* [Available records]
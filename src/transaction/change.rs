// ============================================================================
// Dirty Types
// ============================================================================
//
// The kind of pending change a dirty record carries. Commit groups records
// by (model, DirtyType) and picks the matching adapter save method.
//
// ============================================================================

use crate::payload::RequestType;
use std::fmt;

#[derive(Debug, Clone, Copy, PartialEq, Eq, Hash, PartialOrd, Ord)]
pub enum DirtyType {
    Created,
    Updated,
    Deleted,
}

impl DirtyType {
    /// Request type used to normalize the save acknowledgment
    pub fn request_type(&self) -> RequestType {
        match self {
            DirtyType::Created => RequestType::CreateRecord,
            DirtyType::Updated => RequestType::UpdateRecord,
            DirtyType::Deleted => RequestType::DeleteRecord,
        }
    }

    /// Name of the single-record adapter operation
    pub fn operation(&self) -> &'static str {
        match self {
            DirtyType::Created => "createRecord",
            DirtyType::Updated => "updateRecord",
            DirtyType::Deleted => "deleteRecord",
        }
    }

    /// Name of the batched adapter operation
    pub fn batch_operation(&self) -> &'static str {
        match self {
            DirtyType::Created => "createRecords",
            DirtyType::Updated => "updateRecords",
            DirtyType::Deleted => "deleteRecords",
        }
    }
}

impl fmt::Display for DirtyType {
    fn fmt(&self, f: &mut fmt::Formatter<'_>) -> fmt::Result {
        match self {
            DirtyType::Created => write!(f, "created"),
            DirtyType::Updated => write!(f, "updated"),
            DirtyType::Deleted => write!(f, "deleted"),
        }
    }
}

* [Task details] Your answer must be the line holding "pub fn request_type(&self)" plus every later line to the end of the records, copied exactly.

* [Exercise result]
    pub fn request_type(&self) -> RequestType {
        match self {
            DirtyType::Created => RequestType::CreateRecord,
            DirtyType::Updated => RequestType::UpdateRecord,
            DirtyType::Deleted => RequestType::DeleteRecord,
        }
    }

    /// Name of the single-record adapter operation
    pub fn operation(&self) -> &'static str {
        match self {
            DirtyType::Created => "createRecord",
            DirtyType::Updated => "updateRecord",
            DirtyType::Deleted => "deleteRecord",
        }
    }

    /// Name of the batched adapter operation
    pub fn batch_operation(&self) -> &'static str {
        match self {
            DirtyType::Created => "createRecords",
            DirtyType::Updated => "updateRecords",
            DirtyType::Deleted => "deleteRecords",
        }
    }
}

impl fmt::Display for DirtyType {
    fn fmt(&self, f: &mut fmt::Formatter<'_>) -> fmt::Result {
        match self {
            DirtyType::Created => write!(f, "created"),
            DirtyType::Updated => write!(f, "updated"),
            DirtyType::Deleted => write!(f, "deleted"),
        }
    }
}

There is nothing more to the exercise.